Every line in the data below that includes "CustodialApi" belongs in the answer, copied as it stands.

Data for review -
BEGIN

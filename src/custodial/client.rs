use async_trait::async_trait;
use ethers::types::transaction::eip712::TypedData;
use ethers::types::{Bytes, H256};
use log::{debug, info};
use reqwest::Client;
use serde::{Deserialize, Serialize};
use serde_json::json;
use uuid::Uuid;

use super::{ContractCall, CustodialApi, CustodialConfig, RemoteStatus, RemoteTransaction};
use crate::prelude::Result;
use crate::Error;

const API_KEY_HEADER: &str = "X-API-KEY";

/// REST client for the custody service.
#[derive(Debug, Clone)]
pub struct HttpCustodialClient {
    client: Client,
    config: CustodialConfig,
}

#[derive(Deserialize)]
struct SubmitResponse {
    transaction_id: String,
}

#[derive(Deserialize)]
struct TransactionResponse {
    transaction_id: String,
    status: RemoteStatus,
    #[serde(default)]
    transaction_hash: Option<String>,
    #[serde(default)]
    signature: Option<String>,
    #[serde(default)]
    failed_reason: Option<String>,
}

#[derive(Serialize)]
struct Source<'a> {
    source_type: &'static str,
    wallet_id: &'a str,
    address: String,
}

impl HttpCustodialClient {
    pub fn new(client: Option<Client>, config: CustodialConfig) -> Self {
        Self {
            client: client.unwrap_or_default(),
            config,
        }
    }

    pub fn config(&self) -> &CustodialConfig {
        &self.config
    }

    fn source(&self) -> Source<'_> {
        Source {
            source_type: "Org-Controlled",
            wallet_id: &self.config.wallet_id,
            address: format!("{:?}", self.config.address),
        }
    }

    async fn post(&self, endpoint: &str, body: serde_json::Value) -> Result<SubmitResponse> {
        let url = format!("{}{}", self.config.base_url.trim_end_matches('/'), endpoint);
        let body = serde_json::to_string(&body)?;
        debug!("POST {url}: {body}");

        let response = self
            .client
            .post(&url)
            .header(API_KEY_HEADER, &self.config.api_key)
            .header("Content-Type", "application/json")
            .body(body)
            .send()
            .await?;
        let status = response.status();
        let text = response.text().await?;
        if !status.is_success() {
            return Err(Error::GenericRequest(format!(
                "custody service returned {status} for {endpoint}: {text}"
            )));
        }
        Ok(serde_json::from_str(&text)?)
    }
}

fn parse_hash(id: &str, raw: &str) -> Result<H256> {
    raw.parse::<H256>()
        .map_err(|e| Error::JsonParse(format!("transaction {id}: bad hash {raw}: {e}")))
}

fn parse_signature(id: &str, raw: &str) -> Result<Bytes> {
    raw.parse::<Bytes>()
        .map_err(|e| Error::JsonParse(format!("transaction {id}: bad signature {raw}: {e}")))
}

#[async_trait]
impl CustodialApi for HttpCustodialClient {
    async fn submit_contract_call(&self, call: &ContractCall) -> Result<String> {
        let body = json!({
            "request_id": Uuid::new_v4().to_string(),
            "chain_id": self.config.chain_code,
            "source": self.source(),
            "destination": {
                "destination_type": "EVM_Contract",
                "address": format!("{:?}", call.to),
                "value": call.value.to_string(),
                "calldata": format!("0x{}", hex::encode(&call.data)),
            },
        });
        let submitted = self.post("/transactions/contract_call", body).await?;
        info!(
            "custody contract call to {:?} submitted as {}",
            call.to, submitted.transaction_id
        );
        Ok(submitted.transaction_id)
    }

    async fn submit_typed_data(&self, typed_data: &TypedData) -> Result<String> {
        let body = json!({
            "request_id": Uuid::new_v4().to_string(),
            "chain_id": self.config.chain_code,
            "source": self.source(),
            "destination": {
                "destination_type": "EVM_EIP_712_Signature",
                "structured_data": typed_data,
            },
        });
        let submitted = self.post("/transactions/message_sign", body).await?;
        info!(
            "custody {} signature requested as {}",
            typed_data.primary_type, submitted.transaction_id
        );
        Ok(submitted.transaction_id)
    }

    async fn transaction_status(&self, id: &str) -> Result<RemoteTransaction> {
        let url = format!(
            "{}/transactions/{id}",
            self.config.base_url.trim_end_matches('/')
        );
        let response = self
            .client
            .get(&url)
            .header(API_KEY_HEADER, &self.config.api_key)
            .send()
            .await?;
        let status = response.status();
        let text = response.text().await?;
        if !status.is_success() {
            return Err(Error::GenericRequest(format!(
                "custody service returned {status} for transaction {id}: {text}"
            )));
        }
        let record: TransactionResponse = serde_json::from_str(&text)?;

        Ok(RemoteTransaction {
            transaction_hash: record
                .transaction_hash
                .as_deref()
                .filter(|h| !h.is_empty())
                .map(|h| parse_hash(id, h))
                .transpose()?,
            signature: record
                .signature
                .as_deref()
                .filter(|s| !s.is_empty())
                .map(|s| parse_signature(id, s))
                .transpose()?,
            id: record.transaction_id,
            status: record.status,
            failed_reason: record.failed_reason,
        })
    }
}
use std::collections::BTreeMap;

use ethers::types::transaction::eip712::{EIP712Domain, Eip712DomainType, TypedData};
use ethers::types::{Address, Bytes, U256};
use serde_json::Value;

use crate::consts::{
    CLOB_AUTH_DOMAIN_NAME, CLOB_AUTH_DOMAIN_VERSION, CLOB_AUTH_MESSAGE, SAFE_FACTORY_DOMAIN_NAME,
};

/// How the wallet performs the inner call.
#[derive(Debug, Clone, Copy, PartialEq, Eq, Default)]
#[repr(u8)]
pub enum SafeOperation {
    #[default]
    Call = 0,
    DelegateCall = 1,
}

impl SafeOperation {
    pub fn as_u8(self) -> u8 {
        self as u8
    }
}

/// The tuple a Safe hashes and verifies. Every field is signed, so nothing
/// may change between building the typed data and encoding
/// `execTransaction`.
#[derive(Debug, Clone, PartialEq, Eq)]
pub struct SafeTransaction {
    pub to: Address,
    pub value: U256,
    pub data: Bytes,
    pub operation: SafeOperation,
    pub safe_tx_gas: U256,
    pub base_gas: U256,
    pub gas_price: U256,
    pub gas_token: Address,
    pub refund_receiver: Address,
    pub nonce: U256,
}

impl SafeTransaction {
    /// A relayed call with no refund: base gas, gas price, gas token and
    /// refund receiver are all zero.
    pub fn new(
        to: Address,
        value: U256,
        data: Bytes,
        operation: SafeOperation,
        safe_tx_gas: U256,
        nonce: U256,
    ) -> Self {
        Self {
            to,
            value,
            data,
            operation,
            safe_tx_gas,
            base_gas: U256::zero(),
            gas_price: U256::zero(),
            gas_token: Address::zero(),
            refund_receiver: Address::zero(),
            nonce,
        }
    }
}

fn field(name: &str, ty: &str) -> Eip712DomainType {
    Eip712DomainType {
        name: name.to_string(),
        r#type: ty.to_string(),
    }
}

fn address_string(address: Address) -> Value {
    // H160's Debug form is the full lower-case 0x-prefixed hex
    Value::String(format!("{address:?}"))
}

fn decimal_string(n: U256) -> Value {
    Value::String(n.to_string())
}

fn document(
    domain: EIP712Domain,
    domain_fields: Vec<Eip712DomainType>,
    primary_type: &str,
    fields: Vec<Eip712DomainType>,
    message: BTreeMap<String, Value>,
) -> TypedData {
    let mut types = BTreeMap::new();
    types.insert("EIP712Domain".to_string(), domain_fields);
    types.insert(primary_type.to_string(), fields);
    TypedData {
        domain,
        types,
        primary_type: primary_type.to_string(),
        message,
    }
}

/// CreateProxy document signed by the owner to deploy their Safe through the
/// factory. The factory's domain carries no version.
pub fn create_proxy_typed_data(
    chain_id: u64,
    factory: Address,
    payment_token: Address,
    payment: U256,
    payment_receiver: Address,
) -> TypedData {
    let domain = EIP712Domain {
        name: Some(SAFE_FACTORY_DOMAIN_NAME.to_string()),
        version: None,
        chain_id: Some(U256::from(chain_id)),
        verifying_contract: Some(factory),
        salt: None,
    };

    let message = BTreeMap::from([
        ("paymentToken".to_string(), address_string(payment_token)),
        ("payment".to_string(), decimal_string(payment)),
        ("paymentReceiver".to_string(), address_string(payment_receiver)),
    ]);

    document(
        domain,
        vec![
            field("name", "string"),
            field("chainId", "uint256"),
            field("verifyingContract", "address"),
        ],
        "CreateProxy",
        vec![
            field("paymentToken", "address"),
            field("payment", "uint256"),
            field("paymentReceiver", "address"),
        ],
        message,
    )
}

/// SafeTx document for a relayed call through `wallet`. The Safe's domain
/// is only `{chainId, verifyingContract}`.
pub fn safe_tx_typed_data(chain_id: u64, wallet: Address, tx: &SafeTransaction) -> TypedData {
    let domain = EIP712Domain {
        name: None,
        version: None,
        chain_id: Some(U256::from(chain_id)),
        verifying_contract: Some(wallet),
        salt: None,
    };

    let message = BTreeMap::from([
        ("to".to_string(), address_string(tx.to)),
        ("value".to_string(), decimal_string(tx.value)),
        (
            "data".to_string(),
            Value::String(format!("0x{}", hex::encode(&tx.data))),
        ),
        (
            "operation".to_string(),
            Value::String(tx.operation.as_u8().to_string()),
        ),
        ("safeTxGas".to_string(), decimal_string(tx.safe_tx_gas)),
        ("baseGas".to_string(), decimal_string(tx.base_gas)),
        ("gasPrice".to_string(), decimal_string(tx.gas_price)),
        ("gasToken".to_string(), address_string(tx.gas_token)),
        ("refundReceiver".to_string(), address_string(tx.refund_receiver)),
        ("nonce".to_string(), decimal_string(tx.nonce)),
    ]);

    document(
        domain,
        vec![
            field("chainId", "uint256"),
            field("verifyingContract", "address"),
        ],
        "SafeTx",
        vec![
            field("to", "address"),
            field("value", "uint256"),
            field("data", "bytes"),
            field("operation", "uint8"),
            field("safeTxGas", "uint256"),
            field("baseGas", "uint256"),
            field("gasPrice", "uint256"),
            field("gasToken", "address"),
            field("refundReceiver", "address"),
            field("nonce", "uint256"),
        ],
        message,
    )
}

/// ClobAuth challenge for L1 API authentication. The caller supplies the
/// timestamp so the document stays deterministic.
pub fn clob_auth_typed_data(signer: Address, chain_id: u64, timestamp: i64, nonce: u64) -> TypedData {
    let domain = EIP712Domain {
        name: Some(CLOB_AUTH_DOMAIN_NAME.to_string()),
        version: Some(CLOB_AUTH_DOMAIN_VERSION.to_string()),
        chain_id: Some(U256::from(chain_id)),
        verifying_contract: None,
        salt: None,
    };

    let message = BTreeMap::from([
        ("address".to_string(), address_string(signer)),
        ("timestamp".to_string(), Value::String(timestamp.to_string())),
        ("nonce".to_string(), Value::String(nonce.to_string())),
        (
            "message".to_string(),
            Value::String(CLOB_AUTH_MESSAGE.to_string()),
        ),
    ]);

    document(
        domain,
        vec![
            field("name", "string"),
            field("version", "string"),
            field("chainId", "uint256"),
        ],
        "ClobAuth",
        vec![
            field("address", "address"),
            field("timestamp", "string"),
            field("nonce", "uint256"),
            field("message", "string"),
        ],
        message,
    )
}
use ethers::abi::AbiEncode;
use ethers::types::{Address, Bytes, H256, U256};
use log::info;

use super::AddressCache;
use crate::bindings::safe_proxy_factory::CreateProxyCall;
use crate::bindings::Sig;
use crate::prelude::Result;
use crate::sender::TransactionSender;
use crate::signature::{create_proxy_typed_data, split_signature, verify_typed_signature};
use crate::signer::SignerBackend;
use crate::Error;

/// `createProxy` calldata with no deployment payment.
pub fn encode_create_proxy(create_sig: Sig) -> Bytes {
    CreateProxyCall {
        payment_token: Address::zero(),
        payment: U256::zero(),
        payment_receiver: Address::zero(),
        create_sig,
    }
    .encode()
    .into()
}

/// Deploy the signer's Safe through the factory and return its address
/// with the deployment transaction hash.
pub async fn deploy_smart_wallet(
    cache: &AddressCache,
    signer: &SignerBackend,
    sender: &TransactionSender,
    chain_id: u64,
) -> Result<(Address, H256)> {
    let owner = signer.address();
    let account = cache.account(owner).await?;
    if account.deployed {
        return Err(Error::AlreadyDeployed(account.address));
    }

    let typed_data = create_proxy_typed_data(
        chain_id,
        cache.factory(),
        Address::zero(),
        U256::zero(),
        Address::zero(),
    );
    let signature = signer.sign_typed_data(&typed_data).await?;
    verify_typed_signature(&typed_data, &signature, owner)?;

    let hash = sender
        .send(
            cache.factory(),
            encode_create_proxy(split_signature(&signature)),
            U256::zero(),
        )
        .await?;
    info!("deploying safe {:?} for {owner:?}: {hash:?}", account.address);
    Ok((account.address, hash))
}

END

Task response -
use super::{ContractCall, CustodialApi, CustodialConfig, RemoteStatus, RemoteTransaction};
impl CustodialApi for HttpCustodialClient {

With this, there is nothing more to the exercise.